Lira, entre deux bouchées de pain, pria Darna de lui donner des détails à propos du festival des Métamorphes. « Ce festival », expliqua cette dernière, « se déroule pendant dix jours. Le premier jour, les métamorphes se rassemblent sur la place principale de Quarsone, pour se peindre le visage en bleu en l'honneur de Méta, leur déesse protectrice. Le lendemain, ils fréquentent le temple de cette divinité pour consulter son oracle et recevoir sa bénédiction. Ensuite, le maire de la ville leur distribue de l'or en leur souhaitant une bonne santé. Cet or est dépensé par les festivaliers en écumant les tavernes et en achetant des amulettes».

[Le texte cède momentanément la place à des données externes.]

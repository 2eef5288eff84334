use std::num::NonZeroU32;
use std::sync::Arc;

use instant::Instant;
use winit::application::ApplicationHandler;
use winit::dpi::{LogicalSize, PhysicalSize};
use winit::event::{DeviceEvent, DeviceId, ElementState, MouseButton, WindowEvent};
use winit::event_loop::{ActiveEventLoop, ControlFlow, EventLoop};
use winit::window::{Window, WindowAttributes, WindowId, WindowLevel};

use crate::host::WinitHost;
use crate::pet::descriptor::{frame_index, PetState};
use crate::pet::PetController;
use crate::sprite::{PixelFrame, Rect, SpriteRenderer, SpriteSheet};
use crate::Args;

/// Target simulation tick rate (seconds per tick).
const TICK_RATE: f64 = 1.0 / 60.0;
/// Max accumulated time before we clamp (prevents spiral of death).
const MAX_ACCUMULATOR: f64 = 0.25;
/// Logical window edge length in pixels.
const WINDOW_SIZE: f64 = 100.0;
/// Surface clear color (0RGB).
const BACKGROUND: u32 = 0x00_1A1A22;

/// Physical edge length of the pet window at a display scale factor.
fn physical_window_size(scale_factor: f64) -> u32 {
    (WINDOW_SIZE * scale_factor).round().max(1.0) as u32
}

/// Top-level application state. The loop mediates between the controller and
/// the renderer: per tick, state update strictly precedes descriptor
/// computation, which strictly precedes drawing.
struct App {
    args: Args,
    window: Option<Arc<Window>>,
    host: Option<WinitHost>,
    context: Option<softbuffer::Context<Arc<Window>>>,
    surface: Option<softbuffer::Surface<Arc<Window>, Arc<Window>>>,

    controller: PetController,
    renderer: SpriteRenderer,
    rng: fastrand::Rng,

    // Fixed timestep
    last_frame_time: Option<Instant>,
    accumulator: f64,
    tick_count: u64,
}

impl App {
    fn new(args: Args) -> Self {
        let rng = match args.seed {
            Some(seed) => fastrand::Rng::with_seed(seed),
            None => fastrand::Rng::new(),
        };
        Self {
            args,
            window: None,
            host: None,
            context: None,
            surface: None,
            controller: PetController::new(),
            renderer: SpriteRenderer::new(),
            rng,
            last_frame_time: None,
            accumulator: 0.0,
            tick_count: 0,
        }
    }

    /// Run fixed-timestep simulation ticks.
    fn run_fixed_update(&mut self, dt: f64) {
        self.accumulator += dt;

        if self.accumulator > MAX_ACCUMULATOR {
            self.accumulator = MAX_ACCUMULATOR;
        }

        while self.accumulator >= TICK_RATE {
            if let Some(host) = &self.host {
                self.controller.update(host, &mut self.rng);
            }
            self.accumulator -= TICK_RATE;
            self.tick_count += 1;
        }
    }

    /// Blit the current frame into the softbuffer surface and present it.
    fn render_frame(&mut self) {
        let (Some(window), Some(surface)) = (&self.window, &mut self.surface) else {
            return;
        };
        let size = window.inner_size();
        if size.width == 0 || size.height == 0 {
            return;
        }

        let frame_idx = frame_index(self.tick_count, self.controller.state());
        let desc = self.controller.render_descriptor(frame_idx);

        let mut buffer = match surface.buffer_mut() {
            Ok(buffer) => buffer,
            Err(e) => {
                log::warn!("surface buffer unavailable, dropping frame: {e}");
                return;
            }
        };
        let mut frame = PixelFrame::new(&mut buffer, size.width, size.height);
        frame.clear(BACKGROUND);
        // Destination is the full physical surface, so one surface pixel is
        // one screen pixel at any display scale factor.
        self.renderer.draw(
            &mut frame,
            &desc,
            Rect::new(0, 0, size.width, size.height),
        );

        if let Err(e) = buffer.present() {
            log::warn!("present failed: {e}");
        }
    }

    fn resize_surface(&mut self, width: u32, height: u32) {
        let Some(surface) = &mut self.surface else {
            return;
        };
        let (Some(w), Some(h)) = (NonZeroU32::new(width), NonZeroU32::new(height)) else {
            return;
        };
        if let Err(e) = surface.resize(w, h) {
            log::warn!("surface resize to {width}x{height} failed: {e}");
        }
    }
}

impl ApplicationHandler for App {
    fn resumed(&mut self, event_loop: &ActiveEventLoop) {
        if self.window.is_some() {
            return;
        }

        let attrs = WindowAttributes::default()
            .with_title("shiro")
            .with_decorations(false)
            .with_resizable(false)
            .with_window_level(WindowLevel::AlwaysOnTop)
            .with_inner_size(LogicalSize::new(WINDOW_SIZE, WINDOW_SIZE));

        let window = Arc::new(
            event_loop
                .create_window(attrs)
                .expect("failed to create window"),
        );

        let size = window.inner_size();
        log::info!(
            "pet window created: {}x{} physical (scale factor {})",
            size.width,
            size.height,
            window.scale_factor()
        );

        let context = softbuffer::Context::new(window.clone())
            .expect("failed to create softbuffer context");
        let surface = softbuffer::Surface::new(&context, window.clone())
            .expect("failed to create softbuffer surface");
        self.context = Some(context);
        self.surface = Some(surface);
        self.resize_surface(size.width, size.height);

        let host = WinitHost::new(window.clone());
        self.controller.init(&host, &mut self.rng);
        self.host = Some(host);

        match SpriteSheet::from_path(&self.args.sprite) {
            Ok(sheet) => self.renderer.set_sheet(sheet),
            // The pet still wanders; rendering stays a no-op.
            Err(e) => log::error!(
                "sprite sheet {} unusable: {e}",
                self.args.sprite.display()
            ),
        }

        event_loop.set_control_flow(ControlFlow::Poll);
        self.window = Some(window);
    }

    fn about_to_wait(&mut self, _event_loop: &ActiveEventLoop) {
        if let Some(w) = &self.window {
            w.request_redraw();
        }
    }

    fn window_event(
        &mut self,
        event_loop: &ActiveEventLoop,
        _window_id: WindowId,
        event: WindowEvent,
    ) {
        match event {
            WindowEvent::CloseRequested => {
                log::info!("close requested, exiting");
                event_loop.exit();
            }
            WindowEvent::Resized(new_size) => {
                self.resize_surface(new_size.width, new_size.height);
            }
            WindowEvent::ScaleFactorChanged {
                scale_factor,
                mut inner_size_writer,
            } => {
                // A follow-up Resized is platform-dependent, so re-size the
                // surface here as well to keep one surface pixel per screen
                // pixel at the new density.
                let edge = physical_window_size(scale_factor);
                if let Err(e) = inner_size_writer.request_inner_size(PhysicalSize::new(edge, edge))
                {
                    log::warn!("inner size request after scale change failed: {e}");
                }
                self.resize_surface(edge, edge);
                log::debug!("scale factor changed to {scale_factor}, window {edge}x{edge}");
            }
            WindowEvent::MouseInput {
                state,
                button: MouseButton::Left,
                ..
            } => {
                if let Some(host) = &self.host {
                    match state {
                        ElementState::Pressed => self.controller.start_drag(host),
                        ElementState::Released => {
                            self.controller.end_drag(host, &mut self.rng)
                        }
                    }
                }
            }
            WindowEvent::RedrawRequested => {
                let now = Instant::now();
                if let Some(last) = self.last_frame_time {
                    let dt = now.duration_since(last).as_secs_f64();
                    self.run_fixed_update(dt);
                }
                self.last_frame_time = Some(now);

                self.render_frame();
            }
            _ => {}
        }
    }

    fn device_event(
        &mut self,
        _event_loop: &ActiveEventLoop,
        _device_id: DeviceId,
        event: DeviceEvent,
    ) {
        // The window system performs the interactive drag (modal move loop
        // on Windows, compositor-driven move on X11/Wayland) and usually
        // consumes the matching MouseInput release, so a raw device-level
        // release is the reliable end-of-gesture signal. The only button
        // held during a drag is the one that started it, so any release
        // while dragged ends it; end_drag is a no-op otherwise.
        if let DeviceEvent::Button {
            state: ElementState::Released,
            ..
        } = event
        {
            if self.controller.state() == PetState::Dragged {
                if let Some(host) = &self.host {
                    self.controller.end_drag(host, &mut self.rng);
                }
            }
        }
    }

    fn exiting(&mut self, _event_loop: &ActiveEventLoop) {
        // Drop presentation resources; no timers or polls are scheduled, so
        // nothing else needs cancelling.
        self.surface = None;
        self.context = None;
        log::info!("shut down after {} ticks", self.tick_count);
    }
}

/// Entry point — create event loop and run.
pub fn run(args: Args) -> anyhow::Result<()> {
    let event_loop = EventLoop::new()?;
    let mut app = App::new(args);
    event_loop.run_app(&mut app)?;
    Ok(())
}

#[cfg(test)]
mod tests {
    use super::*;

    #[test]
    fn surface_tracks_display_scale() {
        assert_eq!(physical_window_size(1.0), 100);
        assert_eq!(physical_window_size(1.25), 125);
        assert_eq!(physical_window_size(1.5), 150);
        assert_eq!(physical_window_size(2.0), 200);
        // degenerate scale never produces a zero-sized surface
        assert_eq!(physical_window_size(0.001), 1);
    }
}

Sa petite soeur, Dima, confia malicieusement que les plus malins buvaient une potion contre la gueule de bois. Puis, Darna reprit son récit. « Les métamorphes se transforment en leur animal préféré et s'affrontent dans une arène durant quatre jours. Les gagnants reçoivent un mètre de brocart, un lingot d'or et un sachet de diamants. Enfin, les participants assistent à des concerts mêlant musique et danse ».

Les parents de Dima et de Darna, un sculpteur et une lavandière, s'étaient installés à Qualissa afin de trouver du travail.

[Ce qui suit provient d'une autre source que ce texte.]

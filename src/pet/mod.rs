pub mod descriptor;
pub mod rng;

use glam::Vec2;

use crate::host::WindowHost;
use descriptor::{row_and_flip, PetState, RenderDescriptor};
use rng::RandomSource;

/// Chance that an expiring idle re-rolls into another idle.
const IDLE_STAY_CHANCE: f64 = 0.3;
/// Idle duration range in ticks.
const IDLE_DURATION_MIN: f64 = 180.0;
const IDLE_DURATION_SPAN: f64 = 300.0;
/// Walk duration range in ticks.
const WALK_DURATION_MIN: f64 = 120.0;
const WALK_DURATION_SPAN: f64 = 240.0;
/// Walk speed range in pixels/tick.
const WALK_SPEED_MIN: f64 = 0.5;
const WALK_SPEED_SPAN: f64 = 3.0;

/// Owns the pet's state, position, velocity and timers; decides transitions;
/// integrates movement; asks the host to move the window.
///
/// Positions are window top-left corners in physical screen pixels. While
/// walking, `0 <= x <= screen_w - window_w` (and the same for y) holds after
/// every update. While dragged the host owns the position and the invariant
/// is suspended; we resync once at drag-end rather than polling mid-drag.
pub struct PetController {
    state: PetState,
    position: Vec2,
    velocity: Vec2,
    tick_count: u32,
    state_duration: u32,
    screen: Vec2,
    window: Vec2,
    flip: bool,
    initialized: bool,
}

impl PetController {
    pub fn new() -> Self {
        Self {
            state: PetState::Idle,
            position: Vec2::ZERO,
            velocity: Vec2::ZERO,
            tick_count: 0,
            state_duration: 0,
            screen: Vec2::ZERO,
            window: Vec2::ZERO,
            flip: false,
            initialized: false,
        }
    }

    /// Fetch screen/window geometry and the starting position from the host.
    /// On failure the controller stays uninitialized and `update` is a
    /// permanent no-op until the process restarts.
    pub fn init<H: WindowHost, R: RandomSource>(&mut self, host: &H, rng: &mut R) {
        let (screen_w, screen_h) = match host.screen_size() {
            Ok(size) => size,
            Err(e) => {
                log::error!("pet init failed, screen size unavailable: {e}");
                return;
            }
        };
        let (window_w, window_h) = host.window_size();
        let (x, y) = match host.position() {
            Ok(pos) => pos,
            Err(e) => {
                log::error!("pet init failed, window position unavailable: {e}");
                return;
            }
        };

        self.screen = Vec2::new(screen_w as f32, screen_h as f32);
        self.window = Vec2::new(window_w as f32, window_h as f32);
        self.position = Vec2::new(x as f32, y as f32);
        self.initialized = true;
        self.set_random_idle(rng);
        log::info!(
            "pet initialized: screen {screen_w}x{screen_h}, window {window_w}x{window_h}, at ({x}, {y})"
        );
    }

    pub fn state(&self) -> PetState {
        self.state
    }

    pub fn initialized(&self) -> bool {
        self.initialized
    }

    /// One simulation tick. State update happens here; the driving loop
    /// computes the render descriptor afterwards.
    pub fn update<H: WindowHost, R: RandomSource>(&mut self, host: &H, rng: &mut R) {
        if !self.initialized {
            return;
        }
        self.tick_count += 1;

        match self.state {
            PetState::Idle => self.tick_idle(rng),
            PetState::Walk => self.tick_walk(host, rng),
            // Host owns the position while dragging; nothing to do until
            // drag-end resyncs it.
            PetState::Dragged => {}
        }
    }

    /// Sheet row and mirror flag for the current tick.
    pub fn render_descriptor(&mut self, frame: u32) -> RenderDescriptor {
        let (row, flip) = row_and_flip(self.state, self.velocity, self.flip);
        self.flip = flip;
        RenderDescriptor { row, frame, flip }
    }

    /// Suspend autonomy and hand cursor tracking to the host.
    pub fn start_drag<H: WindowHost>(&mut self, host: &H) {
        if self.state == PetState::Dragged {
            return;
        }
        self.switch_state(PetState::Dragged, 0);
        self.velocity = Vec2::ZERO;
        if let Err(e) = host.begin_drag() {
            log::warn!("interactive drag request failed: {e}");
        }
        log::debug!("drag started");
    }

    /// Resync position from the host and go back to idling. Safe to call
    /// redundantly: a no-op unless currently dragged.
    pub fn end_drag<H: WindowHost, R: RandomSource>(&mut self, host: &H, rng: &mut R) {
        if self.state != PetState::Dragged {
            return;
        }
        match host.position() {
            Ok((x, y)) => self.position = Vec2::new(x as f32, y as f32),
            // Stale cached position is the best we have; keep it.
            Err(e) => log::warn!("post-drag position fetch failed: {e}"),
        }
        self.set_random_idle(rng);
        log::debug!(
            "drag ended at ({:.0}, {:.0})",
            self.position.x,
            self.position.y
        );
    }

    fn tick_idle<R: RandomSource>(&mut self, rng: &mut R) {
        if self.tick_count <= self.state_duration {
            return;
        }
        if rng.next_f64() < IDLE_STAY_CHANCE {
            self.set_random_idle(rng);
        } else {
            let angle = rng.next_f64() * std::f64::consts::TAU;
            let speed = WALK_SPEED_MIN + rng.next_f64() * WALK_SPEED_SPAN;
            self.velocity = Vec2::new(
                (speed * angle.cos()) as f32,
                (speed * angle.sin()) as f32,
            );
            let duration = WALK_DURATION_MIN + rng.next_f64() * WALK_DURATION_SPAN;
            self.switch_state(PetState::Walk, duration as u32);
            log::debug!(
                "walking: v=({:.2}, {:.2}) for {} ticks",
                self.velocity.x,
                self.velocity.y,
                self.state_duration
            );
        }
    }

    fn tick_walk<H: WindowHost, R: RandomSource>(&mut self, host: &H, rng: &mut R) {
        self.position += self.velocity;

        // Elastic reflection, each axis independently: clamp the offending
        // coordinate and negate that velocity component only.
        let max = self.screen - self.window;
        if self.position.x < 0.0 {
            self.position.x = 0.0;
            self.velocity.x = -self.velocity.x;
        } else if self.position.x > max.x {
            self.position.x = max.x;
            self.velocity.x = -self.velocity.x;
        }
        if self.position.y < 0.0 {
            self.position.y = 0.0;
            self.velocity.y = -self.velocity.y;
        } else if self.position.y > max.y {
            self.position.y = max.y;
            self.velocity.y = -self.velocity.y;
        }

        // Expiry check comes before the host write; an expiring tick issues
        // no reposition.
        if self.tick_count > self.state_duration {
            self.velocity = Vec2::ZERO;
            self.set_random_idle(rng);
            return;
        }

        // Fire-and-forget. Our own position stays authoritative whether or
        // not the host honors the request.
        if let Err(e) = host.set_position(
            self.position.x.round() as i32,
            self.position.y.round() as i32,
        ) {
            log::warn!("window reposition failed: {e}");
        }
    }

    fn set_random_idle<R: RandomSource>(&mut self, rng: &mut R) {
        let duration = IDLE_DURATION_MIN + rng.next_f64() * IDLE_DURATION_SPAN;
        self.switch_state(PetState::Idle, duration as u32);
    }

    fn switch_state(&mut self, state: PetState, duration: u32) {
        self.state = state;
        self.state_duration = duration;
        self.tick_count = 0;
    }
}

A vingt-et-une heure trente, les lavandières empilèrent les bols et couverts avant de les poser sur la charrette à côté des marmites. Ensuite, elles finirent de nettoyer le linge. N'ayant plus de vêtements à étendre, Loïa me chargea d'assister Lira. Cette dernière essayait tant bien que mal d'effacer les tâches d'un tablier. Les sourcils froncés, elle le frottait énergiquement contre sa planche.

Je m'agenouillai à côté de sa pile de linge et m'emparai d'une lourde robe à traîne violette en laine. Étonnée, je demandai à ma voisine qui pouvait bien porter un tel vêtement en été. L'apprentie haussa les épaules. Dima, installée en face de nous, supposa qu'il s'agissait d'un déguisement. Elle présuma que la tenue appartenait à la troupe de comédiens de Séïra. Cette dernière leur envoyait régulièrement des tenues étranges, comme des toges romaines ou des costumes de dindons.

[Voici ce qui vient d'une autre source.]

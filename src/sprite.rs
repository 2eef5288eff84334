use std::path::Path;

use image::RgbaImage;
use thiserror::Error;

use crate::pet::descriptor::RenderDescriptor;

/// Behavior rows in the sheet (walk, idle, dragged, unused, back).
pub const ROWS: u32 = 5;
/// Animation frames per row.
pub const COLS: u32 = 3;

#[derive(Debug, Error)]
pub enum SpriteError {
    #[error("failed to load sprite sheet: {0}")]
    Load(#[from] image::ImageError),
    #[error("sprite sheet {0}x{1} is smaller than the {COLS}x{ROWS} grid")]
    TooSmall(u32, u32),
}

/// A destination rectangle in surface pixels.
#[derive(Debug, Clone, Copy)]
pub struct Rect {
    pub x: i32,
    pub y: i32,
    pub w: u32,
    pub h: u32,
}

impl Rect {
    pub fn new(x: i32, y: i32, w: u32, h: u32) -> Self {
        Self { x, y, w, h }
    }
}

/// Mutable view over a 0RGB pixel surface (softbuffer's format). The surface
/// is sized in physical pixels, so one surface pixel is one screen pixel at
/// any display scale; the app re-sizes it whenever the window resizes or
/// changes scale factor.
pub struct PixelFrame<'a> {
    pub pixels: &'a mut [u32],
    pub width: u32,
    pub height: u32,
}

impl<'a> PixelFrame<'a> {
    pub fn new(pixels: &'a mut [u32], width: u32, height: u32) -> Self {
        debug_assert_eq!(pixels.len(), (width * height) as usize);
        Self {
            pixels,
            width,
            height,
        }
    }

    pub fn clear(&mut self, color: u32) {
        self.pixels.fill(color);
    }
}

/// A sprite sheet logically divided into `ROWS` behavior rows of `COLS`
/// animation frames each.
pub struct SpriteSheet {
    image: RgbaImage,
    sprite_w: u32,
    sprite_h: u32,
}

impl SpriteSheet {
    pub fn from_image(image: RgbaImage) -> Result<Self, SpriteError> {
        let (w, h) = image.dimensions();
        if w < COLS || h < ROWS {
            return Err(SpriteError::TooSmall(w, h));
        }
        Ok(Self {
            image,
            sprite_w: w / COLS,
            sprite_h: h / ROWS,
        })
    }

    pub fn from_path(path: &Path) -> Result<Self, SpriteError> {
        let image = image::open(path)?.to_rgba8();
        Self::from_image(image)
    }
}

/// Blits sheet sub-images into a pixel surface. Drawing is a no-op until a
/// sheet has been loaded.
pub struct SpriteRenderer {
    sheet: Option<SpriteSheet>,
}

impl SpriteRenderer {
    pub fn new() -> Self {
        Self { sheet: None }
    }

    pub fn set_sheet(&mut self, sheet: SpriteSheet) {
        log::info!(
            "sprite sheet loaded: {}x{} per frame, {ROWS} rows x {COLS} cols",
            sheet.sprite_w,
            sheet.sprite_h
        );
        self.sheet = Some(sheet);
    }

    pub fn loaded(&self) -> bool {
        self.sheet.is_some()
    }

    /// Draw the sub-image selected by `desc` into `dest`, nearest-neighbor
    /// scaled, mirrored about its vertical axis when `desc.flip`. Row and
    /// frame indices are clamped into range. Source alpha is composited
    /// src-over; out-of-frame destination pixels are skipped.
    pub fn draw(&self, frame: &mut PixelFrame<'_>, desc: &RenderDescriptor, dest: Rect) {
        let Some(sheet) = &self.sheet else {
            return;
        };
        if dest.w == 0 || dest.h == 0 {
            return;
        }

        let row = desc.row.min(ROWS - 1);
        let col = desc.frame.min(COLS - 1);
        let sx0 = col * sheet.sprite_w;
        let sy0 = row * sheet.sprite_h;

        for dy in 0..dest.h {
            let fy = dest.y + dy as i32;
            if fy < 0 || fy >= frame.height as i32 {
                continue;
            }
            // Nearest-neighbor row pick, no smoothing.
            let sy = sy0 + dy * sheet.sprite_h / dest.h;

            for dx in 0..dest.w {
                let fx = dest.x + dx as i32;
                if fx < 0 || fx >= frame.width as i32 {
                    continue;
                }
                // Mirroring reverses the horizontal source walk, so each
                // call leaves no transform state behind.
                let ux = if desc.flip { dest.w - 1 - dx } else { dx };
                let sx = sx0 + ux * sheet.sprite_w / dest.w;

                let src = sheet.image.get_pixel(sx, sy).0;
                let idx = fy as usize * frame.width as usize + fx as usize;
                frame.pixels[idx] = blend(src, frame.pixels[idx]);
            }
        }
    }
}

/// Src-over composite of an RGBA pixel onto a 0RGB background pixel.
fn blend(src: [u8; 4], dst: u32) -> u32 {
    let a = src[3] as u32;
    if a == 255 {
        return (src[0] as u32) << 16 | (src[1] as u32) << 8 | src[2] as u32;
    }
    if a == 0 {
        return dst;
    }
    let inv = 255 - a;
    let dr = (dst >> 16) & 0xFF;
    let dg = (dst >> 8) & 0xFF;
    let db = dst & 0xFF;
    let r = (src[0] as u32 * a + dr * inv) / 255;
    let g = (src[1] as u32 * a + dg * inv) / 255;
    let b = (src[2] as u32 * a + db * inv) / 255;
    r << 16 | g << 8 | b
}

#[cfg(test)]
mod tests {
    use super::*;
    use image::Rgba;

    /// 3x5 grid of 2x2 cells, each cell filled with a unique opaque color.
    fn test_sheet() -> SpriteSheet {
        let mut img = RgbaImage::new(COLS * 2, ROWS * 2);
        for row in 0..ROWS {
            for col in 0..COLS {
                let color = Rgba([(row * 16 + col + 1) as u8, 0, 0, 255]);
                for py in 0..2 {
                    for px in 0..2 {
                        img.put_pixel(col * 2 + px, row * 2 + py, color);
                    }
                }
            }
        }
        SpriteSheet::from_image(img).unwrap()
    }

    fn cell_color(row: u32, col: u32) -> u32 {
        ((row * 16 + col + 1) as u32) << 16
    }

    fn desc(row: u32, frame: u32, flip: bool) -> RenderDescriptor {
        RenderDescriptor { row, frame, flip }
    }

    #[test]
    fn sheet_slicing_computes_cell_size_once() {
        let sheet = test_sheet();
        assert_eq!(sheet.sprite_w, 2);
        assert_eq!(sheet.sprite_h, 2);
    }

    #[test]
    fn rejects_images_smaller_than_the_grid() {
        let img = RgbaImage::new(2, 2);
        assert!(matches!(
            SpriteSheet::from_image(img),
            Err(SpriteError::TooSmall(2, 2))
        ));
    }

    #[test]
    fn draw_is_a_noop_before_the_sheet_loads() {
        let renderer = SpriteRenderer::new();
        let mut pixels = vec![0u32; 4];
        let mut frame = PixelFrame::new(&mut pixels, 2, 2);
        renderer.draw(&mut frame, &desc(0, 0, false), Rect::new(0, 0, 2, 2));
        assert!(pixels.iter().all(|&p| p == 0));
    }

    #[test]
    fn draw_blits_the_selected_row_and_frame() {
        let mut renderer = SpriteRenderer::new();
        renderer.set_sheet(test_sheet());

        let mut pixels = vec![0u32; 4];
        let mut frame = PixelFrame::new(&mut pixels, 2, 2);
        renderer.draw(&mut frame, &desc(4, 1, false), Rect::new(0, 0, 2, 2));
        assert!(pixels.iter().all(|&p| p == cell_color(4, 1)));
    }

    #[test]
    fn draw_scales_nearest_neighbor() {
        let mut renderer = SpriteRenderer::new();
        renderer.set_sheet(test_sheet());

        // 2x2 source into a 4x4 destination: still one flat color.
        let mut pixels = vec![0u32; 16];
        let mut frame = PixelFrame::new(&mut pixels, 4, 4);
        renderer.draw(&mut frame, &desc(1, 2, false), Rect::new(0, 0, 4, 4));
        assert!(pixels.iter().all(|&p| p == cell_color(1, 2)));
    }

    #[test]
    fn flip_mirrors_about_the_vertical_axis() {
        let mut renderer = SpriteRenderer::new();
        let mut img = RgbaImage::new(COLS * 2, ROWS * 2);
        // row 0, frame 0: left column red, right column green
        img.put_pixel(0, 0, Rgba([255, 0, 0, 255]));
        img.put_pixel(0, 1, Rgba([255, 0, 0, 255]));
        img.put_pixel(1, 0, Rgba([0, 255, 0, 255]));
        img.put_pixel(1, 1, Rgba([0, 255, 0, 255]));
        renderer.set_sheet(SpriteSheet::from_image(img).unwrap());

        let mut pixels = vec![0u32; 4];
        let mut frame = PixelFrame::new(&mut pixels, 2, 2);
        renderer.draw(&mut frame, &desc(0, 0, true), Rect::new(0, 0, 2, 2));
        // mirrored: green lands on the left, red on the right
        assert_eq!(pixels[0], 0x00FF00);
        assert_eq!(pixels[1], 0xFF0000);
        assert_eq!(pixels[2], 0x00FF00);
        assert_eq!(pixels[3], 0xFF0000);
    }

    #[test]
    fn out_of_range_indices_are_clamped() {
        let mut renderer = SpriteRenderer::new();
        renderer.set_sheet(test_sheet());

        let mut pixels = vec![0u32; 4];
        let mut frame = PixelFrame::new(&mut pixels, 2, 2);
        renderer.draw(&mut frame, &desc(99, 99, false), Rect::new(0, 0, 2, 2));
        assert!(pixels.iter().all(|&p| p == cell_color(ROWS - 1, COLS - 1)));
    }

    #[test]
    fn destination_is_clipped_to_the_frame() {
        let mut renderer = SpriteRenderer::new();
        renderer.set_sheet(test_sheet());

        let mut pixels = vec![0u32; 4];
        let mut frame = PixelFrame::new(&mut pixels, 2, 2);
        renderer.draw(&mut frame, &desc(0, 0, false), Rect::new(1, 1, 2, 2));
        assert_eq!(pixels[0], 0);
        assert_eq!(pixels[1], 0);
        assert_eq!(pixels[2], 0);
        assert_eq!(pixels[3], cell_color(0, 0));
    }

    #[test]
    fn transparent_source_pixels_leave_the_background() {
        let mut renderer = SpriteRenderer::new();
        let mut img = RgbaImage::new(COLS * 2, ROWS * 2);
        img.put_pixel(0, 0, Rgba([255, 255, 255, 0]));
        renderer.set_sheet(SpriteSheet::from_image(img).unwrap());

        let mut pixels = vec![0x123456u32; 4];
        let mut frame = PixelFrame::new(&mut pixels, 2, 2);
        renderer.draw(&mut frame, &desc(0, 0, false), Rect::new(0, 0, 2, 2));
        assert_eq!(pixels[0], 0x123456);
    }
}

Ensuite, je lavais des robes en lin et des ensembles inédits composés de pierres lumineuses. Pour les superstitieux, ces pierres portaient chance à leur propriétaire.

Quand il commença à faire sombre, les fantassins allumèrent les torches fixées aux piliers de part et d'autre du lavoir.

Puis, Raige refit son apparition après le coucher du soleil. Il annonça que Doquirès était entre les mains de Déxi, le médecin et savant fou du domaine, afin de lui servir de cobaye. Apparemment, le praticien prévoyait de la transformer en singe.

Enfin, les lavandières cessèrent de travailler quand un vent glacial se leva mystérieusement. Quand Raige avertit les guerriers de l'arrivée imminente de Lakan, les battements de mon cœur s'accélèrent à cause de l'inquiétude. J'espérais que le faucheur resterait loin de moi !

10. Un familier est un animal intelligent. Doté de pouvoirs magiques, il choisit son futur maître. Ici, le perroquet de l'officier Pontik est capable de se rendre invisible.

11. La vérage est une plante importée de l'empire Merkos dirigé par la tribu Saikun, une alliée de Silène. Elle donne des hallucinations et change temporairement l'apparence de la personne qui la consomme. Malgré sa popularité, elle a de nombreux effets secondaires, dont l'amnésie et la perte de libido.